## PROMPT
Lines that contain the string "reading" are the ones to list; copy all of them from the records.

## DATA FOR THE TASK
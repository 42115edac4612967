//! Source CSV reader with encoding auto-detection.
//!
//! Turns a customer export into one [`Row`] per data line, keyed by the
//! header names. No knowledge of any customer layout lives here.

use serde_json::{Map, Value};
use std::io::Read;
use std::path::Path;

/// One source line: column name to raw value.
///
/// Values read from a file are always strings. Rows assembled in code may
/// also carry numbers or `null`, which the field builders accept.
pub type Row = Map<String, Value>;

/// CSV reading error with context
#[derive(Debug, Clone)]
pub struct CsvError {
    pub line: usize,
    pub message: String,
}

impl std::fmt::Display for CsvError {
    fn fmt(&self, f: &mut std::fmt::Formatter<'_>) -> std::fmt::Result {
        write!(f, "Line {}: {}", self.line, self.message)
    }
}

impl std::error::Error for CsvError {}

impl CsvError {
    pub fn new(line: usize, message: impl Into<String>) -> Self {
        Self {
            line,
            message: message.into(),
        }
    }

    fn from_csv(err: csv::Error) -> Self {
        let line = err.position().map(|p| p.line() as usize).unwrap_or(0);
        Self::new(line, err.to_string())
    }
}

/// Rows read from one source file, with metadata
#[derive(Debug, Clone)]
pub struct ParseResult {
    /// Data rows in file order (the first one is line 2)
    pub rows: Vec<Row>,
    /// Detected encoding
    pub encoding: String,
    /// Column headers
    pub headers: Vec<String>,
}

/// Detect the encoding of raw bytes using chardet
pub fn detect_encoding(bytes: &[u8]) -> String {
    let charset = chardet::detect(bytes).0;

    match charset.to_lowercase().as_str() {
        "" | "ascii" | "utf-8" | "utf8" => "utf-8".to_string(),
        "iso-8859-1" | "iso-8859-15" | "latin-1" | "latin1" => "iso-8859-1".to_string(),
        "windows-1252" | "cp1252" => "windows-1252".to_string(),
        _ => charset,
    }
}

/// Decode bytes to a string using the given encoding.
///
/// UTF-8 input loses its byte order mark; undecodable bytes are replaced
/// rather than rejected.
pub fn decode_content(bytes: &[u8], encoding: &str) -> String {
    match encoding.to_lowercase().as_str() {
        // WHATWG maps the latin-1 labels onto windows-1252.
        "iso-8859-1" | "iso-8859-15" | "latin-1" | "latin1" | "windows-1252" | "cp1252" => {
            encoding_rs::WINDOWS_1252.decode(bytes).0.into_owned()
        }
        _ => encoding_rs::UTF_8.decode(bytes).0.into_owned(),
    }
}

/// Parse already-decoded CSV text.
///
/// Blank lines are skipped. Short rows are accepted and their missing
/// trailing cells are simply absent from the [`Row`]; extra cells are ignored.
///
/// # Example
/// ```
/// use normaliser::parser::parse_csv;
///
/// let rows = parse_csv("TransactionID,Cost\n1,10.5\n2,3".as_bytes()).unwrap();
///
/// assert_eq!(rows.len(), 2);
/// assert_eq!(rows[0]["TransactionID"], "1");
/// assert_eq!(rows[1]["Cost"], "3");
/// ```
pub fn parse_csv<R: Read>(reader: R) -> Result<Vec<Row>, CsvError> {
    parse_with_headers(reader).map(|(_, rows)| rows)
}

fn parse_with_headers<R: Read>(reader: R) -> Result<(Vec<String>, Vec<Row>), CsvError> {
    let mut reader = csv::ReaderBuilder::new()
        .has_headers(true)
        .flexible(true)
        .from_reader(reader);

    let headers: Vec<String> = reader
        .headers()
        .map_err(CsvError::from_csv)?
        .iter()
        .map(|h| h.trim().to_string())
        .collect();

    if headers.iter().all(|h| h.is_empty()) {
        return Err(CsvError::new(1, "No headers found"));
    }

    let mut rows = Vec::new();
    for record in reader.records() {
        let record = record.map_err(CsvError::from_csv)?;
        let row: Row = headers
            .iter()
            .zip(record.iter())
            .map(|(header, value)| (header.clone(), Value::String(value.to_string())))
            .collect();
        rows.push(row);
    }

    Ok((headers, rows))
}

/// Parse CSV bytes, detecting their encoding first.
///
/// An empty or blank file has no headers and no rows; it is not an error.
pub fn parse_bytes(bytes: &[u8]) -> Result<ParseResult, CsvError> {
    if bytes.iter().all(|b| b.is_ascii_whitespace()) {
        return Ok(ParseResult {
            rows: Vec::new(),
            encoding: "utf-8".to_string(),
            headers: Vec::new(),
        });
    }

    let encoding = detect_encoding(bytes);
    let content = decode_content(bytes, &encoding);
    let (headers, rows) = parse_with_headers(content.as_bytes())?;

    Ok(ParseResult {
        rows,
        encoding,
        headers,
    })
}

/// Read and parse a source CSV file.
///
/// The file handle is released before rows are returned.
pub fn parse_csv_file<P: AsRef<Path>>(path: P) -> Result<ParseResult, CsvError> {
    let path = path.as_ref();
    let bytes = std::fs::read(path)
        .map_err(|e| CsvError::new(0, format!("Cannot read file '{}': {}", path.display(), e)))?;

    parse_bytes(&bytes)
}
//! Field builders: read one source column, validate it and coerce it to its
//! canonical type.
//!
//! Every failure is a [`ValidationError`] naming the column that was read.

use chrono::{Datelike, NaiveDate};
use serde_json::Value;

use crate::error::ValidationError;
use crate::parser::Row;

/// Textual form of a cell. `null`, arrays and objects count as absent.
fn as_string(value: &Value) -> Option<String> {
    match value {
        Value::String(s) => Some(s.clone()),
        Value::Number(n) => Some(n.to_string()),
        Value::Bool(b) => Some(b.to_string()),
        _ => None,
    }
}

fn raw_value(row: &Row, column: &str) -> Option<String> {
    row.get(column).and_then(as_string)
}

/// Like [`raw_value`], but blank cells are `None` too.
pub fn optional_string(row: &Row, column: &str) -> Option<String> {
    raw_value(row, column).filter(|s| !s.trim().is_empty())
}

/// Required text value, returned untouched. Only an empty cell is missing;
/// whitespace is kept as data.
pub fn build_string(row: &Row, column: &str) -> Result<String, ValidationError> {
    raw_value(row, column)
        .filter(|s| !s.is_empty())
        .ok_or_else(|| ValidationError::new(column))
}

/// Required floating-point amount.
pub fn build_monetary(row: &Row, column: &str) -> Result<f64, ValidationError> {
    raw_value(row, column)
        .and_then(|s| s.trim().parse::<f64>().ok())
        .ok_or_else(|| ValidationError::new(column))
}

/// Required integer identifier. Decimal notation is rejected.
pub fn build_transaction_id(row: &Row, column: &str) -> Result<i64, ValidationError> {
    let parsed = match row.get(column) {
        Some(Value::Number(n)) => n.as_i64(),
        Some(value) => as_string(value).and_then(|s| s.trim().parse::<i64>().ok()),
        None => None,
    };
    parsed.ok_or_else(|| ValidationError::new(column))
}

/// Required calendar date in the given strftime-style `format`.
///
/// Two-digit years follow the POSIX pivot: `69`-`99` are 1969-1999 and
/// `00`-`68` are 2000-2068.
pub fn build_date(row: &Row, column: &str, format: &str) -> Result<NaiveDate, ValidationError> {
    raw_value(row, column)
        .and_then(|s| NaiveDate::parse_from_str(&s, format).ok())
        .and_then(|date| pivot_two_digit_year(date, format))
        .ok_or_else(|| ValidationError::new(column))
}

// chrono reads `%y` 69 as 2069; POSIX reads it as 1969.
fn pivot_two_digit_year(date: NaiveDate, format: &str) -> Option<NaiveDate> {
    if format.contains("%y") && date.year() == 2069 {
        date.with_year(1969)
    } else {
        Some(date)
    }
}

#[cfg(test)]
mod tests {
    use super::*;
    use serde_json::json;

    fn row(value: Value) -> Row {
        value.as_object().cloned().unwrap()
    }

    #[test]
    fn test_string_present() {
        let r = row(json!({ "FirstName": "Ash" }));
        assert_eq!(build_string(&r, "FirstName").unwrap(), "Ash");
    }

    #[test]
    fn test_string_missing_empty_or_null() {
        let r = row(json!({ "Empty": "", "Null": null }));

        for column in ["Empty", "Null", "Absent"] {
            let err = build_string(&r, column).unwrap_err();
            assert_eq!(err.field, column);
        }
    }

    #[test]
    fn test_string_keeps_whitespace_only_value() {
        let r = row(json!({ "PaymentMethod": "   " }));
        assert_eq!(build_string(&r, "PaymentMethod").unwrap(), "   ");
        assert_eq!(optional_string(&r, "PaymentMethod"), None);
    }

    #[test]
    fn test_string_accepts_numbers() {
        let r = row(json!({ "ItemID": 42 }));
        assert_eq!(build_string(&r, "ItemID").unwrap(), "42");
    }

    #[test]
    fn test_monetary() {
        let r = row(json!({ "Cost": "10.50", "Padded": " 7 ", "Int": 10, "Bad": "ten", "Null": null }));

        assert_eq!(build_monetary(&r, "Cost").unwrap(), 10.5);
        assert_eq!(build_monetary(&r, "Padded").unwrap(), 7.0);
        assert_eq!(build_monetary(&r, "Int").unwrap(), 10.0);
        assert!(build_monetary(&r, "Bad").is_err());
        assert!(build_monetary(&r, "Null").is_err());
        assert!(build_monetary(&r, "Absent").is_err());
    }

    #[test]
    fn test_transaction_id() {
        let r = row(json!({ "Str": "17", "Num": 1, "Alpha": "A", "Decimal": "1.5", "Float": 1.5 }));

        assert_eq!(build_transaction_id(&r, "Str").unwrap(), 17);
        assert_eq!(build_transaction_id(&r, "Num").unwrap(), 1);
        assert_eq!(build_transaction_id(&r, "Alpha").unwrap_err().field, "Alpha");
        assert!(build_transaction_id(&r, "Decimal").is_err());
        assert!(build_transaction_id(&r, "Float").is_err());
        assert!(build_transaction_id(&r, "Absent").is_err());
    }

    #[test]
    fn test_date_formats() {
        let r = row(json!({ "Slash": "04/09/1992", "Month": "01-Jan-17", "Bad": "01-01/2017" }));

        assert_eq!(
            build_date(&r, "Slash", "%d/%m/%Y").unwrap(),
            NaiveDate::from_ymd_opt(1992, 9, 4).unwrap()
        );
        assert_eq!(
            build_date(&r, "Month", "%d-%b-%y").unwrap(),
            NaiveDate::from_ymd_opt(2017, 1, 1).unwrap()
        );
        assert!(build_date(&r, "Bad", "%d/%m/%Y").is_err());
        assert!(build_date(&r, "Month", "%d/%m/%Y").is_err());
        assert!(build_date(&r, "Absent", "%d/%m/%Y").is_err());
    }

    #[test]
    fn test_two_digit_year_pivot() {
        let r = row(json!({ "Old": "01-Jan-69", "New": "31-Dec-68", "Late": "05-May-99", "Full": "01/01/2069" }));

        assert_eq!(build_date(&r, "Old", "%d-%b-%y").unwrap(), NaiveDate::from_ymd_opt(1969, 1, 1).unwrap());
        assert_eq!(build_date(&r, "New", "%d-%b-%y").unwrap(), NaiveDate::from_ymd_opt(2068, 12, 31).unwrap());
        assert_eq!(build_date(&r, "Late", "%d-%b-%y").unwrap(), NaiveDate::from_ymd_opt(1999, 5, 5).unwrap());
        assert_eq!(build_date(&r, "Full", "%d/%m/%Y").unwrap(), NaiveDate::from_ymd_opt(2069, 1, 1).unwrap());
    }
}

* * *

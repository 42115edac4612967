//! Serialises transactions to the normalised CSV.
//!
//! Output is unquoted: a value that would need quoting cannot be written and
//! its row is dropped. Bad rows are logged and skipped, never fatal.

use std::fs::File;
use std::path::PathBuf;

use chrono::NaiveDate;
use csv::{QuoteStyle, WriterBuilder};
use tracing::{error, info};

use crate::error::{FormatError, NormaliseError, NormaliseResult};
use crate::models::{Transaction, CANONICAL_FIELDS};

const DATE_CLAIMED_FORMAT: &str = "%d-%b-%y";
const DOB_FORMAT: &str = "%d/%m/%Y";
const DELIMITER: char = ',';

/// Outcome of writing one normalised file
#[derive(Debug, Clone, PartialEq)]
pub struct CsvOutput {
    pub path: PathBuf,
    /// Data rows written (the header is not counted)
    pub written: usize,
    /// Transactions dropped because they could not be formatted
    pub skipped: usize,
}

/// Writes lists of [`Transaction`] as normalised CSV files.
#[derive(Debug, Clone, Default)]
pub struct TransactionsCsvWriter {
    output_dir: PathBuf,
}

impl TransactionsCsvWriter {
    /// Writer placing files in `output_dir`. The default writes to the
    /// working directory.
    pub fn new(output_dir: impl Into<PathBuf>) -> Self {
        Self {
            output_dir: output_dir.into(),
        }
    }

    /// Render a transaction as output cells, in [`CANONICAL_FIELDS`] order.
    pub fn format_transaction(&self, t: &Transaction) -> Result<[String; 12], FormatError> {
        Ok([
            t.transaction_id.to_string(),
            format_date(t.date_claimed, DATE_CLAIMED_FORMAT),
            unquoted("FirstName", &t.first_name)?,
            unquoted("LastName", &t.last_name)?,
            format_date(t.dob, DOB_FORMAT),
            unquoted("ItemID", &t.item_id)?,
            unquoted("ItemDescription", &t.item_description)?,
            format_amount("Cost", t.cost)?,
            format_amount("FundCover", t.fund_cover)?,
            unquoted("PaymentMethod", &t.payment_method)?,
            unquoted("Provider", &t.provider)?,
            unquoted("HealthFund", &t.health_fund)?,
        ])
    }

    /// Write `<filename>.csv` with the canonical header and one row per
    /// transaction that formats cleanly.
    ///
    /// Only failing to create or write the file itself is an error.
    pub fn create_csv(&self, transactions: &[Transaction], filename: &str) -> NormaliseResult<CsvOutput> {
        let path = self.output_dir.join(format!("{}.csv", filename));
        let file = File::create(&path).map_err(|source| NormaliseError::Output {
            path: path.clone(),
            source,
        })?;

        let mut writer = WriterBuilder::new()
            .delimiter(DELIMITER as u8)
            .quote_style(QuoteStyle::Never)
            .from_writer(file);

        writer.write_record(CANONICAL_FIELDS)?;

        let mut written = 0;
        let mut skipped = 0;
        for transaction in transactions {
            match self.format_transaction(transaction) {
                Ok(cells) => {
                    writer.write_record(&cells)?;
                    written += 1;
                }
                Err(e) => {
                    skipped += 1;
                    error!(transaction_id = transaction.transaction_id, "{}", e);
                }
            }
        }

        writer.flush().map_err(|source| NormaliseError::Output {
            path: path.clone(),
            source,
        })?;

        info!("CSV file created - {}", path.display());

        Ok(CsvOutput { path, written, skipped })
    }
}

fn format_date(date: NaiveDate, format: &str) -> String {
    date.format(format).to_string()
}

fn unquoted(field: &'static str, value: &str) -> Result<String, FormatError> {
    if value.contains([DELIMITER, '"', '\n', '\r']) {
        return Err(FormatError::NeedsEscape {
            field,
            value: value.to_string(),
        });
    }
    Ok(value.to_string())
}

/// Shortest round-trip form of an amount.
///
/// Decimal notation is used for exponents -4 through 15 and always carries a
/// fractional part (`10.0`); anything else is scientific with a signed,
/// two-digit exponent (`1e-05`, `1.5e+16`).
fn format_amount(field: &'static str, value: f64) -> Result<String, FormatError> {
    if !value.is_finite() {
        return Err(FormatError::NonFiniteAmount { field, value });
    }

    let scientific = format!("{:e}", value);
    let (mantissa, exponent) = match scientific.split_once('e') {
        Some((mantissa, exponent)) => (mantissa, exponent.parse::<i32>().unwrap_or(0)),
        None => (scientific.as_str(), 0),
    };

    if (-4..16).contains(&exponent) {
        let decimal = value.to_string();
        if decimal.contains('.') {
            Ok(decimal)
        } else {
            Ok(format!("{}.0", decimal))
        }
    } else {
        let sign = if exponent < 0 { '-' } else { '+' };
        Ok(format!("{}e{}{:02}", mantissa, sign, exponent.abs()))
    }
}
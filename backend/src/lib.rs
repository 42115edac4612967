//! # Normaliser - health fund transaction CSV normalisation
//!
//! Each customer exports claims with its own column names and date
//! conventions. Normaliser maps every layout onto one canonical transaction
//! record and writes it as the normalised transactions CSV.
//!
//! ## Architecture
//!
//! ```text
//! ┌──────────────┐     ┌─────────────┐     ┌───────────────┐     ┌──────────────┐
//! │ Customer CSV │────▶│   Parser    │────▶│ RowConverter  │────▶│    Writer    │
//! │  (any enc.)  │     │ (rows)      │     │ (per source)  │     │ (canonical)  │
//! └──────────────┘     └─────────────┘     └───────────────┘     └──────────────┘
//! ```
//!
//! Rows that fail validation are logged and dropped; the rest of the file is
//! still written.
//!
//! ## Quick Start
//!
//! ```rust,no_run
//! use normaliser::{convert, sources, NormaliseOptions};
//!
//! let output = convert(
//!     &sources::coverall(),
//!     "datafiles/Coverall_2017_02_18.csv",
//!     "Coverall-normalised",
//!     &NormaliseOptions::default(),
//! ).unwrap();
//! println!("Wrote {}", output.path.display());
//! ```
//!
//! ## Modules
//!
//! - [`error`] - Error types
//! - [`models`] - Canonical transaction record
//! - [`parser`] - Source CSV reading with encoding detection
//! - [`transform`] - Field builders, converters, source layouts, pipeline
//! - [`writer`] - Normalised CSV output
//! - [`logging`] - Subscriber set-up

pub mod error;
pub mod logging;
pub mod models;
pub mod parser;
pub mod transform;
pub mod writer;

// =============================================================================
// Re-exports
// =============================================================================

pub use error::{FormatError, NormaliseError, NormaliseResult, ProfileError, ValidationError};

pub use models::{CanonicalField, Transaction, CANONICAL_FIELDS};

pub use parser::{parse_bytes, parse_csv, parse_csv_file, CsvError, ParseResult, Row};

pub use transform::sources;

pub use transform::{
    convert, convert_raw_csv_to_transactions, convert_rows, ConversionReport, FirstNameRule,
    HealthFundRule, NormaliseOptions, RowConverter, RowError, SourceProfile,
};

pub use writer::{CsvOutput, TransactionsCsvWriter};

## EXERCISE ANSWER
/// CSV reading error with context
//! - [`parser`] - Source CSV reading with encoding detection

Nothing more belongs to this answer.